Question

If the tangent to the curve, $y={{x}^{3}}+ax-b$ at the point $\left( 1,-5 \right)$ is perpendicular to the line, $-x+y+4=0$ , then which one of the following points lies on the curve?
A. \[\left( -2,2 \right)\]
B. \[\left( 2,-2 \right)\]
C. \[\left( 2,-1 \right)\]
D. \[\left( -2,1 \right)\]

Answer 1

Hint: We will start by finding the relation between b and a , this we will do by putting the point $\left( 1,-5 \right)$ in the equation of the curve given in the question. Then we will find the slopes of the tangent at this point and of the line given in the question, we will then apply the condition of perpendicularity on both these slopes and find the value of a and eventually b. Finally we get the equation of the curve and then we will check putting points from the options given and get the answer.

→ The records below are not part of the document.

use {
    proptest::{
        collection::{hash_set, vec},
        prelude::Strategy,
    },
    relalg::prelude::*,
};

/// Elements are drawn from `0..MAX_ELEMENT`, so that random collections overlap often.
const MAX_ELEMENT: u8 = 8;

/// Upper bound on the size of generated collections.
const MAX_SIZE: usize = 12;

pub(crate) fn set_strategy() -> impl Strategy<Value = Set<u8>> {
    hash_set(0..MAX_ELEMENT, 0..MAX_SIZE).prop_map(Set::from)
}

pub(crate) fn relation_strategy() -> impl Strategy<Value = Relation<u8, u8>> {
    vec((0..MAX_ELEMENT, 0..MAX_ELEMENT), 0..MAX_SIZE)
        .prop_map(|pairs| pairs.into_iter().map(Pair::from).collect())
}

pub(crate) fn function_strategy() -> impl Strategy<Value = Function<u8, u8>> {
    relation_strategy().prop_map(|rel| {
        let mut fun = Function::new();
        for pair in rel {
            let (x, y) = pair.into_parts();
            fun.put(x, y);
        }
        fun
    })
}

Complete step by step answer:
We are given the equation of curve: $y={{x}^{3}}+ax-b\text{ }.......\text{ Equation 1}\text{.}$ Now given that point $\left( 1,-5 \right)$ lies on the curve as tangent is at that point, therefore we will put this point in the equation no. 1, we have:
$\begin{align}
  & \Rightarrow y={{x}^{3}}+ax-b \\
 & \Rightarrow \left( -5 \right)={{\left( 1 \right)}^{3}}+a\left( 1 \right)-b\Rightarrow -5=1+a-b \\
 & \Rightarrow b-a=6\text{ }........\text{Equation 2}\text{.} \\
\end{align}$
Now we will find the slope ${{m}_{1}}$ of tangent to the curve$y={{x}^{3}}+ax-b$:
${{m}_{1}}=\dfrac{dy}{dx}=~\dfrac{d\left( {{x}^{3}}+ax-b \right)}{dx}$
We will apply the power rule for differentiation that is : $f\left( x \right)={{x}^{n}}\Rightarrow f'\left( x \right)=n{{x}^{n-1}}$
$\therefore {{m}_{1}}=\dfrac{dy}{dx}=~\dfrac{d\left( {{x}^{3}}+ax-b \right)}{dx}\Rightarrow \dfrac{dy}{dx}=~3{{x}^{2}}+a$

We will find the slope at point $\left( 1,-5 \right)$
$\begin{align}
  & \Rightarrow {{\left[ {{m}_{1}} \right]}_{\left( 1,-5 \right)}}={{\left[ 3{{x}^{2}}+a \right]}_{\left( 1,-5 \right)}}\Rightarrow {{\left[ {{m}_{1}} \right]}_{\left( 1,-5 \right)}}=3\times {{\left( 1 \right)}^{2}}+a \\
 & \Rightarrow {{\left[ {{m}_{1}} \right]}_{\left( 1,-5 \right)}}=3+a \\
\end{align}$
Now we will find the slope ${{m}_{2}}$ of the line given in the question \[-x+y+4=0\]
$\begin{align}
  & -x+y+4=0\Rightarrow y=x-4 \\
 & {{m}_{2}}=\dfrac{dy}{dx}=1\Rightarrow {{m}_{2}}=1 \\
 & \\
\end{align}$
Now we are given that tangent having slope ${{m}_{1}}=a+3$ at the point $\left( 1,-5 \right)$ is perpendicular to the line \[-x+y+4=0\] whose slope is ${{m}_{2}}=1$.
Now we know that according to the condition of perpendicularity, the product of the slopes of the lines is -1 which are perpendicular to each other.
Therefore: ${{m}_{1}}{{m}_{2}}=-1$ now we will be putting values of ${{m}_{1}}$ and ${{m}_{2}}$ in this condition that is ${{m}_{1}}=a+3$ and ${{m}_{2}}=1$:
$\begin{align}
  & {{m}_{1}}{{m}_{2}}=-1 \\
 & \Rightarrow \left( a+3 \right)\left( 1 \right)=-1\Rightarrow a+3=-1\Rightarrow a=-4 \\
\end{align}$
Now we will put this value of $a$ in equation 2 that is $b-a=6$ ,
$b=6+a\Rightarrow b=6+\left( -4 \right)\Rightarrow b=2$
We got the value of $a=-4$ and $b=2$ , we will now put these values in equation 1 that is $y={{x}^{3}}+ax-b\Rightarrow y={{x}^{3}}+\left( -4 \right)x-\left( 2 \right)\Rightarrow y={{x}^{3}}-4x-2$
So we have the equation of curve: $y={{x}^{3}}-4x-2$

Now, from options we will check and we will find that: $\left( 2,-2 \right)$ lies on it.

So, the correct answer is “Option B”.

Note: When you check the points by putting them in the equation of curve, take care of the sign students can make mistakes there. Note that when it is given that point lies on a given curve that means it will satisfy the given equation.